Турецкий покачал головой:
— Какое же это все-таки паскудство! Работать — и знать, что кто-то из своих тебя продает!
— Паскудство — не знать, — поправил Меркулов. — Когда знаешь, можно хоть как-то подстраховаться. Кстати, кто бы ни проявил интереса к этому делу, хотя бы случайного, — на заметку. И сразу звонок мне. Дело Осмоловского дает нам шанс выйти на эту сволочь. Или на этих сволочей, — поправился Меркулов, — так что держи меня в курсе всех подробностей.

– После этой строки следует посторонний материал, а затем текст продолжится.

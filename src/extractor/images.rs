use crate::document::{Document, Element};
use crate::extractor::ExtractError;
use crate::extractor::model::{ImageCounts, ImageInventory, ImageRecord};

pub fn extract<D: Document>(doc: &D) -> Result<ImageInventory, ExtractError> {
    let mut inventory = ImageInventory::default();

    for img in doc.query("img")? {
        let Some(src) = img.attr("src") else {
            continue;
        };

        let alt = img.attr("alt").map(str::to_string);
        let record = ImageRecord {
            src: src.to_string(),
            has_alt: alt.as_deref().is_some_and(|a| !a.is_empty()),
            alt,
            is_lazy: img.attr("loading") == Some("lazy"),
            srcset: img.attr_non_blank("srcset"),
            title: img.attr_non_blank("title"),
        };

        if record.is_lazy {
            inventory.lazy_loaded.push(record.clone());
        }
        if record.has_alt {
            inventory.with_alt.push(record);
        } else {
            inventory.without_alt.push(record);
        }
    }

    inventory.counts = ImageCounts {
        total: inventory.with_alt.len() + inventory.without_alt.len(),
        with_alt: inventory.with_alt.len(),
        without_alt: inventory.without_alt.len(),
        lazy_loaded: inventory.lazy_loaded.len(),
    };

    Ok(inventory)
}
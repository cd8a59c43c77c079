use crate::document::{Document, Element};
use crate::extractor::ExtractError;
use crate::extractor::model::{HeadingCounts, HeadingInventory, HeadingRecord};

pub fn extract<D: Document>(doc: &D) -> Result<HeadingInventory, ExtractError> {
    let mut inventory = HeadingInventory::default();

    for level in 1..=6u8 {
        let records: Vec<HeadingRecord> = doc
            .query(&format!("h{level}"))?
            .into_iter()
            .filter_map(|el| {
                let text = el.text_content().trim().to_string();
                if text.is_empty() {
                    return None;
                }
                Some(HeadingRecord {
                    length: text.chars().count(),
                    id: el.attr_non_blank("id"),
                    text,
                })
            })
            .collect();

        if let Some(bucket) = inventory.level_mut(level) {
            *bucket = records;
        }
    }

    inventory.counts = HeadingCounts {
        h1: inventory.h1.len(),
        h2: inventory.h2.len(),
        h3: inventory.h3.len(),
        h4: inventory.h4.len(),
        h5: inventory.h5.len(),
        h6: inventory.h6.len(),
    };

    Ok(inventory)
}
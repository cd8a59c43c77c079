use crate::fetcher::types::{Charset, PageResponse};
use bytes::Bytes;
use encoding_rs::Encoding;
use regex::Regex;
use reqwest::{StatusCode, header::HeaderMap};
use std::sync::LazyLock;
use tracing::warn;
use url::Url;

/// `charset=` token of a Content-Type value.
pub(crate) static CHARSET_REGEX: LazyLock<Regex> =
    LazyLock::new(|| Regex::new(r#"(?i)charset\s*=\s*["']?([^"'\s;]+)"#).unwrap());

static META_CHARSET_REGEX: LazyLock<Regex> =
    LazyLock::new(|| Regex::new(r#"(?i)<meta\s+[^>]*?charset\s*=\s*["']?([^"'\s/>]+)"#).unwrap());

static META_HTTP_EQUIV_REGEX: LazyLock<Regex> = LazyLock::new(|| {
    Regex::new(r#"(?i)<meta\s+[^>]*?http-equiv\s*=\s*["']?content-type["']?[^>]*?content\s*=\s*["']?[^"'>]*?charset\s*=\s*([^"'\s;/>]+)"#).unwrap()
});

/// How far into the body we look for `<meta>` charset declarations.
const SNIFF_LEN: usize = 4096;

pub fn process_response(
    url_final: Url,
    status: StatusCode,
    headers: HeaderMap,
    body_bytes: Bytes,
) -> PageResponse {
    let content_type = headers
        .get(reqwest::header::CONTENT_TYPE)
        .and_then(|ct| ct.to_str().ok())
        .unwrap_or("text/html");

    let charset = detect_charset(content_type, &body_bytes);
    let body_utf8 = decode_to_utf8(&body_bytes, &charset);

    PageResponse {
        url_final,
        status,
        body_utf8,
        charset,
    }
}

fn charset_from(regex: &Regex, haystack: &str) -> Option<Charset> {
    let captures = regex.captures(haystack)?;
    let label = captures.get(1)?.as_str().to_lowercase();
    Encoding::for_label(label.as_bytes()).map(Charset::from_encoding)
}

fn detect_charset(content_type: &str, body_bytes: &[u8]) -> Charset {
    // 1. Content-Type header
    if let Some(charset) = charset_from(&CHARSET_REGEX, content_type) {
        return charset;
    }

    // 2. <meta charset> or <meta http-equiv="Content-Type"> near the top of the body
    let search_bytes = &body_bytes[..body_bytes.len().min(SNIFF_LEN)];
    let search_str = String::from_utf8_lossy(search_bytes);

    if let Some(charset) = charset_from(&META_CHARSET_REGEX, &search_str) {
        return charset;
    }
    if let Some(charset) = charset_from(&META_HTTP_EQUIV_REGEX, &search_str) {
        return charset;
    }

    // 3. Statistical guess
    let mut detector = chardetng::EncodingDetector::new();
    detector.feed(search_bytes, false);
    Charset::from_encoding(detector.guess(None, true))
}

fn decode_to_utf8(body_bytes: &[u8], charset: &Charset) -> String {
    let encoding = charset.encoding();
    let (decoded, _encoding, had_errors) = encoding.decode(body_bytes);

    if had_errors {
        warn!(
            encoding = encoding.name(),
            "body contained invalid sequences, replaced with U+FFFD"
        );
    }

    decoded.into_owned()
}
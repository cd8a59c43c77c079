use crate::config::ResourceCosts;
use crate::document::{Document, Element};
use crate::extractor::ExtractError;
use crate::extractor::model::{PageWeight, PerformanceMetrics};

pub fn extract<D: Document>(
    doc: &D,
    costs: &ResourceCosts,
) -> Result<PerformanceMetrics, ExtractError> {
    let scripts = doc.query("script")?;
    let total_scripts = scripts.iter().filter(|el| el.has_attr("src")).count();
    let inline_scripts = scripts.len() - total_scripts;

    let total_stylesheets = doc
        .query("link[rel]")?
        .iter()
        .filter(|el| el.has_token("rel", "stylesheet"))
        .count();

    let total_images = doc.count("img")?;
    let html_size = doc.source().len();

    Ok(PerformanceMetrics {
        total_images,
        total_scripts,
        total_stylesheets,
        inline_scripts,
        inline_styles: doc.count("style")?,
        total_links: doc.count("a[href]")?,
        // every heading element, including empty ones
        total_headings: doc.count("h1, h2, h3, h4, h5, h6")?,
        html_size,
        estimated_page_weight: estimate_page_weight(
            html_size,
            total_stylesheets,
            total_scripts,
            total_images,
            costs,
        ),
    })
}

/// `stylesheets*css + scripts*js * images*img`, with the product binding
/// first. Saturates instead of overflowing.
pub fn estimate_page_weight(
    html_size: usize,
    stylesheets: usize,
    scripts: usize,
    images: usize,
    costs: &ResourceCosts,
) -> PageWeight {
    let html = html_size as u64;
    let stylesheet_bytes = (stylesheets as u64).saturating_mul(costs.stylesheet);
    let script_bytes = (scripts as u64).saturating_mul(costs.script);
    let image_bytes = (images as u64).saturating_mul(costs.image);

    let external = stylesheet_bytes.saturating_add(script_bytes.saturating_mul(image_bytes));

    PageWeight {
        html,
        estimated_external_resources: external,
        total_estimated: html.saturating_add(external),
    }
}
pub mod client;
pub mod decode;
pub mod errors;
pub mod types;

pub use client::PageLoader;
pub use errors::FetchError;
pub use types::{Charset, PageResponse};
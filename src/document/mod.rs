//! Read-only query interface over a parsed markup tree.
//!
//! Extractors are written against [`Document`] and [`Element`] only, so the
//! HTML backend can be swapped (or faked in tests) without touching them.

mod html;

pub use html::{HtmlDocument, HtmlElement};

use crate::extractor::ExtractError;

/// One element of a parsed document.
pub trait Element: Sized {
    /// Lower-case tag name.
    fn tag(&self) -> &str;

    fn attr(&self, name: &str) -> Option<&str>;

    /// Concatenated text of all descendant text nodes.
    fn text_content(&self) -> String;

    /// Descendants of this element matching a CSS selector, in document order.
    fn query(&self, selector: &str) -> Result<Vec<Self>, ExtractError>;

    fn has_attr(&self, name: &str) -> bool {
        self.attr(name).is_some()
    }

    /// Attribute value, trimmed, or `None` when absent or blank.
    fn attr_non_blank(&self, name: &str) -> Option<String> {
        self.attr(name)
            .map(str::trim)
            .filter(|value| !value.is_empty())
            .map(str::to_string)
    }

    /// Whether a whitespace-separated token attribute (such as `rel`)
    /// contains `token`, compared ASCII case-insensitively.
    fn has_token(&self, name: &str, token: &str) -> bool {
        self.attr(name).is_some_and(|value| {
            value
                .split_ascii_whitespace()
                .any(|t| t.eq_ignore_ascii_case(token))
        })
    }
}

/// A whole parsed document.
pub trait Document {
    type Element<'a>: Element
    where
        Self: 'a;

    /// Elements matching a CSS selector, in document order.
    fn query(&self, selector: &str) -> Result<Vec<Self::Element<'_>>, ExtractError>;

    /// The doctype declaration as markup, e.g. `<!DOCTYPE html>`.
    fn doctype(&self) -> Option<String>;

    /// The markup the document was parsed from.
    fn source(&self) -> &str;

    /// The first element matching `selector`, if any.
    fn first(&self, selector: &str) -> Result<Option<Self::Element<'_>>, ExtractError> {
        Ok(self.query(selector)?.into_iter().next())
    }

    fn count(&self, selector: &str) -> Result<usize, ExtractError> {
        Ok(self.query(selector)?.len())
    }
}
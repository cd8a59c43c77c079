use std::collections::BTreeMap;
use std::fmt;

use chrono::{DateTime, Utc};
use serde::{Deserialize, Serialize};
use serde_json::Value;

/// The nine report sections, in extraction order.
#[derive(Debug, Clone, Copy, PartialEq, Eq, Hash, Serialize, Deserialize)]
#[serde(rename_all = "snake_case")]
pub enum Category {
    Basic,
    OpenGraph,
    Twitter,
    Schema,
    Technical,
    Links,
    Headings,
    Images,
    Performance,
}

impl Category {
    pub const ALL: [Category; 9] = [
        Category::Basic,
        Category::OpenGraph,
        Category::Twitter,
        Category::Schema,
        Category::Technical,
        Category::Links,
        Category::Headings,
        Category::Images,
        Category::Performance,
    ];

    /// Key used for this section in the JSON report.
    pub fn as_str(&self) -> &'static str {
        match self {
            Category::Basic => "basic",
            Category::OpenGraph => "open_graph",
            Category::Twitter => "twitter",
            Category::Schema => "schema",
            Category::Technical => "technical",
            Category::Links => "links",
            Category::Headings => "headings",
            Category::Images => "images",
            Category::Performance => "performance",
        }
    }
}

impl fmt::Display for Category {
    fn fmt(&self, f: &mut fmt::Formatter<'_>) -> fmt::Result {
        f.write_str(self.as_str())
    }
}

/// Root output of a scan.
#[derive(Debug, Clone, Serialize, Deserialize)]
pub struct Report {
    /// The URL exactly as given by the caller.
    pub url: String,
    pub timestamp: DateTime<Utc>,
    pub seo: SeoSections,
    /// Extractors that failed during this run; not part of the JSON output.
    #[serde(skip)]
    pub failures: Vec<ExtractorFailure>,
}

#[derive(Debug, Clone, PartialEq, Eq)]
pub struct ExtractorFailure {
    pub category: Category,
    pub message: String,
}

/// All nine sections. Every key is always present in the output.
#[derive(Debug, Clone, Default, PartialEq, Serialize, Deserialize)]
pub struct SeoSections {
    pub basic: BasicMetadata,
    pub open_graph: OpenGraph,
    pub twitter: TwitterCard,
    pub schema: StructuredData,
    pub technical: TechnicalMetadata,
    pub links: LinkInventory,
    pub headings: HeadingInventory,
    pub images: ImageInventory,
    pub performance: PerformanceMetrics,
}

#[derive(Debug, Clone, Default, PartialEq, Eq, Serialize, Deserialize)]
#[serde(rename_all = "camelCase")]
pub struct BasicMetadata {
    pub title: Option<String>,
    pub description: Option<String>,
    pub keywords: Option<String>,
    pub author: Option<String>,
    pub canonical: Option<String>,
    pub robots: Option<String>,
    pub viewport: Option<String>,
    pub charset: Option<String>,
    pub language: Option<String>,
    pub hreflang: Vec<Hreflang>,
}

#[derive(Debug, Clone, PartialEq, Eq, Serialize, Deserialize)]
pub struct Hreflang {
    pub lang: String,
    pub href: Option<String>,
}

/// A single Open Graph value: either a plain string or one level of
/// `parent:child` nesting.
#[derive(Debug, Clone, PartialEq, Eq, Serialize, Deserialize)]
#[serde(untagged)]
pub enum OgValue {
    Text(String),
    Nested(BTreeMap<String, String>),
}

pub type OpenGraph = BTreeMap<String, OgValue>;

pub type TwitterCard = BTreeMap<String, String>;

#[derive(Debug, Clone, Default, PartialEq, Serialize, Deserialize)]
#[serde(rename_all = "camelCase")]
pub struct StructuredData {
    pub json_ld: Vec<Value>,
    pub microdata: BTreeMap<String, Vec<BTreeMap<String, String>>>,
}

#[derive(Debug, Clone, Copy, Default, PartialEq, Eq, Serialize, Deserialize)]
pub enum HtmlVersion {
    #[serde(rename = "HTML4")]
    Html4,
    #[serde(rename = "XHTML")]
    Xhtml,
    #[serde(rename = "HTML5")]
    Html5,
    #[default]
    Unknown,
}

impl fmt::Display for HtmlVersion {
    fn fmt(&self, f: &mut fmt::Formatter<'_>) -> fmt::Result {
        f.write_str(match self {
            HtmlVersion::Html4 => "HTML4",
            HtmlVersion::Xhtml => "XHTML",
            HtmlVersion::Html5 => "HTML5",
            HtmlVersion::Unknown => "Unknown",
        })
    }
}

#[derive(Debug, Clone, Default, PartialEq, Eq, Serialize, Deserialize)]
#[serde(rename_all = "camelCase")]
pub struct TechnicalMetadata {
    pub has_viewport: bool,
    pub has_charset: bool,
    pub has_canonical: bool,
    pub has_robots: bool,
    pub has_sitemap: bool,
    #[serde(rename = "hasRSS")]
    pub has_rss: bool,
    #[serde(rename = "hasAMP")]
    pub has_amp: bool,
    pub has_mobile_alternate: bool,
    pub doctype: Option<String>,
    pub html_version: HtmlVersion,
}

#[derive(Debug, Clone, PartialEq, Eq, Serialize, Deserialize)]
#[serde(rename_all = "camelCase")]
pub struct LinkRecord {
    pub url: String,
    pub text: Option<String>,
    pub rel: Option<String>,
    pub is_nofollow: bool,
    pub is_sponsored: bool,
    #[serde(rename = "isUGC")]
    pub is_ugc: bool,
    pub title: Option<String>,
}

#[derive(Debug, Clone, Default, PartialEq, Eq, Serialize, Deserialize)]
pub struct LinkInventory {
    pub internal: Vec<LinkRecord>,
    pub external: Vec<LinkRecord>,
    pub nofollow: Vec<LinkRecord>,
    pub counts: LinkCounts,
}

#[derive(Debug, Clone, Copy, Default, PartialEq, Eq, Serialize, Deserialize)]
pub struct LinkCounts {
    pub internal: usize,
    pub external: usize,
    pub nofollow: usize,
}

#[derive(Debug, Clone, PartialEq, Eq, Serialize, Deserialize)]
pub struct HeadingRecord {
    pub text: String,
    pub id: Option<String>,
    pub length: usize,
}

#[derive(Debug, Clone, Default, PartialEq, Eq, Serialize, Deserialize)]
pub struct HeadingInventory {
    pub h1: Vec<HeadingRecord>,
    pub h2: Vec<HeadingRecord>,
    pub h3: Vec<HeadingRecord>,
    pub h4: Vec<HeadingRecord>,
    pub h5: Vec<HeadingRecord>,
    pub h6: Vec<HeadingRecord>,
    pub counts: HeadingCounts,
}

impl HeadingInventory {
    /// Mutable bucket for heading level 1..=6.
    pub fn level_mut(&mut self, level: u8) -> Option<&mut Vec<HeadingRecord>> {
        match level {
            1 => Some(&mut self.h1),
            2 => Some(&mut self.h2),
            3 => Some(&mut self.h3),
            4 => Some(&mut self.h4),
            5 => Some(&mut self.h5),
            6 => Some(&mut self.h6),
            _ => None,
        }
    }
}

#[derive(Debug, Clone, Copy, Default, PartialEq, Eq, Serialize, Deserialize)]
pub struct HeadingCounts {
    pub h1: usize,
    pub h2: usize,
    pub h3: usize,
    pub h4: usize,
    pub h5: usize,
    pub h6: usize,
}

impl HeadingCounts {
    pub fn total(&self) -> usize {
        self.h1 + self.h2 + self.h3 + self.h4 + self.h5 + self.h6
    }
}

#[derive(Debug, Clone, PartialEq, Eq, Serialize, Deserialize)]
#[serde(rename_all = "camelCase")]
pub struct ImageRecord {
    pub src: String,
    pub alt: Option<String>,
    pub has_alt: bool,
    pub is_lazy: bool,
    pub srcset: Option<String>,
    pub title: Option<String>,
}

#[derive(Debug, Clone, Default, PartialEq, Eq, Serialize, Deserialize)]
#[serde(rename_all = "camelCase")]
pub struct ImageInventory {
    pub with_alt: Vec<ImageRecord>,
    pub without_alt: Vec<ImageRecord>,
    pub lazy_loaded: Vec<ImageRecord>,
    pub counts: ImageCounts,
}

#[derive(Debug, Clone, Copy, Default, PartialEq, Eq, Serialize, Deserialize)]
#[serde(rename_all = "camelCase")]
pub struct ImageCounts {
    pub total: usize,
    pub with_alt: usize,
    pub without_alt: usize,
    pub lazy_loaded: usize,
}

#[derive(Debug, Clone, Copy, Default, PartialEq, Eq, Serialize, Deserialize)]
#[serde(rename_all = "camelCase")]
pub struct PerformanceMetrics {
    pub total_images: usize,
    pub total_scripts: usize,
    pub total_stylesheets: usize,
    pub inline_scripts: usize,
    pub inline_styles: usize,
    pub total_links: usize,
    pub total_headings: usize,
    pub html_size: usize,
    pub estimated_page_weight: PageWeight,
}

#[derive(Debug, Clone, Copy, Default, PartialEq, Eq, Serialize, Deserialize)]
#[serde(rename_all = "camelCase")]
pub struct PageWeight {
    pub html: u64,
    pub estimated_external_resources: u64,
    pub total_estimated: u64,
}
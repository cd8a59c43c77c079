//! Open Graph (`og:*`) meta tags.

use std::collections::BTreeMap;

use crate::document::{Document, Element};
use crate::extractor::ExtractError;
use crate::extractor::model::{OgValue, OpenGraph};

const PREFIX: &str = "og:";

pub fn extract<D: Document>(doc: &D) -> Result<OpenGraph, ExtractError> {
    let mut og = OpenGraph::new();

    for element in doc.query("meta[property]")? {
        let Some(key) = element
            .attr("property")
            .and_then(|p| p.trim().strip_prefix(PREFIX))
        else {
            continue;
        };
        let Some(content) = element.attr("content").filter(|c| !c.is_empty()) else {
            continue;
        };

        insert_value(&mut og, key, content);
    }

    Ok(og)
}

/// `image:width` becomes `{image: {width: ...}}`. A write at a parent key
/// replaces whatever shape was there before.
fn insert_value(og: &mut OpenGraph, key: &str, value: &str) {
    match key.split_once(':') {
        Some((parent, child)) => {
            let entry = og
                .entry(parent.to_string())
                .or_insert_with(|| OgValue::Nested(BTreeMap::new()));
            if !matches!(*entry, OgValue::Nested(_)) {
                *entry = OgValue::Nested(BTreeMap::new());
            }
            if let OgValue::Nested(nested) = entry {
                nested.insert(child.to_string(), value.to_string());
            }
        }
        None => {
            og.insert(key.to_string(), OgValue::Text(value.to_string()));
        }
    }
}
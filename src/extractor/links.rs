use std::collections::HashSet;

use url::Url;

use crate::document::{Document, Element};
use crate::extractor::ExtractError;
use crate::extractor::model::{LinkCounts, LinkInventory, LinkRecord};

pub fn extract<D: Document>(doc: &D, page_url: &str) -> Result<LinkInventory, ExtractError> {
    let origin_host = Url::parse(page_url)
        .ok()
        .and_then(|url| url.host_str().map(str::to_string));

    let mut internal = Vec::new();
    let mut external = Vec::new();
    let mut nofollow = Vec::new();

    for anchor in doc.query("a[href]")? {
        let Some(href) = anchor.attr("href").map(str::trim) else {
            continue;
        };
        if is_page_local(href) {
            continue;
        }

        let rel = anchor.attr_non_blank("rel");
        let rel_lower = rel.as_deref().map(str::to_ascii_lowercase).unwrap_or_default();
        let record = LinkRecord {
            url: href.to_string(),
            text: Some(anchor.text_content().trim().to_string()).filter(|t| !t.is_empty()),
            is_nofollow: rel_lower.contains("nofollow"),
            is_sponsored: rel_lower.contains("sponsored"),
            is_ugc: rel_lower.contains("ugc"),
            rel,
            title: anchor.attr_non_blank("title"),
        };

        if record.is_nofollow {
            nofollow.push(record.clone());
        }
        if is_internal(href, origin_host.as_deref()) {
            internal.push(record);
        } else {
            external.push(record);
        }
    }

    let internal = dedup_by_url(internal);
    let external = dedup_by_url(external);
    let nofollow = dedup_by_url(nofollow);

    Ok(LinkInventory {
        counts: LinkCounts {
            internal: internal.len(),
            external: external.len(),
            nofollow: nofollow.len(),
        },
        internal,
        external,
        nofollow,
    })
}

/// Fragment-only and script links are not navigations.
fn is_page_local(href: &str) -> bool {
    href.starts_with('#') || starts_with_ignore_case(href, "javascript:")
}

fn is_absolute(href: &str) -> bool {
    starts_with_ignore_case(href, "http://") || starts_with_ignore_case(href, "https://")
}

fn starts_with_ignore_case(value: &str, prefix: &str) -> bool {
    value
        .get(..prefix.len())
        .is_some_and(|head| head.eq_ignore_ascii_case(prefix))
}

/// Relative links are internal. Absolute links are internal only when their
/// host matches the page host; anything unparseable counts as external.
fn is_internal(href: &str, origin_host: Option<&str>) -> bool {
    if !is_absolute(href) {
        return true;
    }

    match (Url::parse(href), origin_host) {
        (Ok(url), Some(origin)) => url.host_str() == Some(origin),
        _ => false,
    }
}

/// Keeps the first record for each distinct url.
fn dedup_by_url(records: Vec<LinkRecord>) -> Vec<LinkRecord> {
    let mut seen = HashSet::new();
    records
        .into_iter()
        .filter(|record| seen.insert(record.url.clone()))
        .collect()
}
//! Twitter Card (`twitter:*`) meta tags.

use crate::document::{Document, Element};
use crate::extractor::ExtractError;
use crate::extractor::model::TwitterCard;

const PREFIX: &str = "twitter:";

pub fn extract<D: Document>(doc: &D) -> Result<TwitterCard, ExtractError> {
    let mut card = TwitterCard::new();

    for element in doc.query("meta[name]")? {
        let Some(key) = element
            .attr("name")
            .and_then(|n| n.trim().strip_prefix(PREFIX))
        else {
            continue;
        };
        let Some(content) = element.attr("content").filter(|c| !c.is_empty()) else {
            continue;
        };

        // colons stay part of the key, e.g. `app:id:iphone`
        card.insert(key.to_string(), content.to_string());
    }

    Ok(card)
}
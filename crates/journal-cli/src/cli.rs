use std::path::PathBuf;

use clap::{Parser, Subcommand, ValueEnum};
use journal_core::pagination::DEFAULT_PAGE_SIZE;
use journal_core::Mood;

#[derive(Parser)]
#[command(name = "journal")]
#[command(about = "Keep a mood-tagged journal from the command line")]
#[command(version)]
pub struct Cli {
    #[command(subcommand)]
    pub command: Commands,

    /// Journal API base URL (falls back to JOURNAL_API_URL)
    #[arg(long, global = true, value_name = "URL")]
    pub api_url: Option<String>,

    /// Directory holding the saved session, offline queue, and search history
    #[arg(long, global = true, value_name = "PATH")]
    pub data_dir: Option<PathBuf>,
}

#[derive(Subcommand)]
pub enum Commands {
    /// Create an account
    Signup {
        #[arg(long, value_name = "EMAIL")]
        email: String,
        #[arg(long, value_name = "PASSWORD")]
        password: String,
    },
    /// Sign in and remember the session
    Login {
        #[arg(long, value_name = "EMAIL")]
        email: String,
        #[arg(long, value_name = "PASSWORD")]
        password: String,
    },
    /// Sign out and forget the session
    Logout,
    /// Request a password reset email
    ResetPassword {
        #[arg(long, value_name = "EMAIL")]
        email: String,
        /// Where the reset link should send the user
        #[arg(long, value_name = "URL")]
        redirect_to: Option<String>,
    },
    /// Write a new entry
    #[command(alias = "new")]
    Add {
        /// Entry content (read from stdin when omitted)
        content: Vec<String>,
        /// Tag the entry with a mood
        #[arg(long, value_parser = parse_mood_arg)]
        mood: Option<Mood>,
    },
    /// List recent entries
    List {
        /// Number of entries to show
        #[arg(short, long, default_value_t = DEFAULT_PAGE_SIZE)]
        limit: usize,
        /// Continue from a cursor printed by a previous page
        #[arg(long)]
        cursor: Option<String>,
        /// Output as JSON
        #[arg(long)]
        json: bool,
    },
    /// Show one entry in full
    Show {
        /// Entry ID
        id: String,
    },
    /// Change an entry's content or mood
    Edit {
        /// Entry ID
        id: String,
        /// Replacement content
        #[arg(long)]
        content: Option<String>,
        /// New mood
        #[arg(long, value_parser = parse_mood_arg, conflicts_with = "clear_mood")]
        mood: Option<Mood>,
        /// Remove the mood
        #[arg(long)]
        clear_mood: bool,
    },
    /// Delete an entry
    Delete {
        /// Entry ID
        id: String,
    },
    /// Search entries by text, mood, and date range
    Search {
        /// Words to match
        query: Vec<String>,
        #[arg(long, value_parser = parse_mood_arg)]
        mood: Option<Mood>,
        /// Earliest creation date (YYYY-MM-DD or Unix milliseconds)
        #[arg(long, value_name = "DATE")]
        from: Option<String>,
        /// Latest creation date (YYYY-MM-DD or Unix milliseconds)
        #[arg(long, value_name = "DATE")]
        to: Option<String>,
        /// Number of entries to show
        #[arg(short, long, default_value_t = DEFAULT_PAGE_SIZE)]
        limit: usize,
        /// Output as JSON
        #[arg(long)]
        json: bool,
    },
    /// Show recent search terms
    History,
    /// Show the available moods
    Moods {
        /// Output as JSON
        #[arg(long)]
        json: bool,
    },
    /// Send changes made while offline
    Sync,
    /// Generate shell completion scripts
    Completions {
        /// Target shell
        #[arg(value_enum)]
        shell: CompletionShell,
        /// Optional output path (stdout when omitted)
        #[arg(short, long, value_name = "PATH")]
        output: Option<PathBuf>,
    },
}

impl Commands {
    /// Screen this command stands for, `None` when it needs no session state.
    pub const fn route(&self) -> Option<&'static str> {
        match self {
            Self::Signup { .. } => Some("/signup"),
            Self::Login { .. } => Some("/login"),
            Self::ResetPassword { .. } => Some("/reset-password"),
            Self::Logout => Some("/logout"),
            Self::Add { .. }
            | Self::List { .. }
            | Self::Show { .. }
            | Self::Edit { .. }
            | Self::Delete { .. } => Some("/entries"),
            Self::Search { .. } | Self::History => Some("/search"),
            Self::Sync => Some("/sync"),
            Self::Moods { .. } | Self::Completions { .. } => None,
        }
    }

    pub const fn page_size(&self) -> usize {
        match self {
            Self::List { limit, .. } | Self::Search { limit, .. } => *limit,
            _ => DEFAULT_PAGE_SIZE,
        }
    }
}

#[derive(Clone, Copy, Debug, Eq, PartialEq, ValueEnum)]
pub enum CompletionShell {
    Bash,
    Zsh,
    Fish,
}

fn parse_mood_arg(raw: &str) -> Result<Mood, String> {
    raw.trim()
        .to_lowercase()
        .parse::<Mood>()
        .map_err(|error| error.to_string())
}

Он грузно поднялся со скамейки.
— Не молодеешь ты, Костя, — с грустью заметил Турецкий.
— Да и ты, Александр Борисович, из мальчукового возраста выползаешь.
— Обижаешь!
— Да? А вон смотри, какая блондинка пошла, пятый номер бюста, а ты? Хоть бы глазом повел! Это и есть, Саша, зрелость. Дома как?
— Все в ажуре. И чем дальше, тем лучше.
— Рад за тебя. И это тоже знак зрелости. Но это грустный знак. Потому что чем дороже тебе человек, тем труднее его потерять.
— С какой это стати я должен терять Ирину? — не понял Турецкий.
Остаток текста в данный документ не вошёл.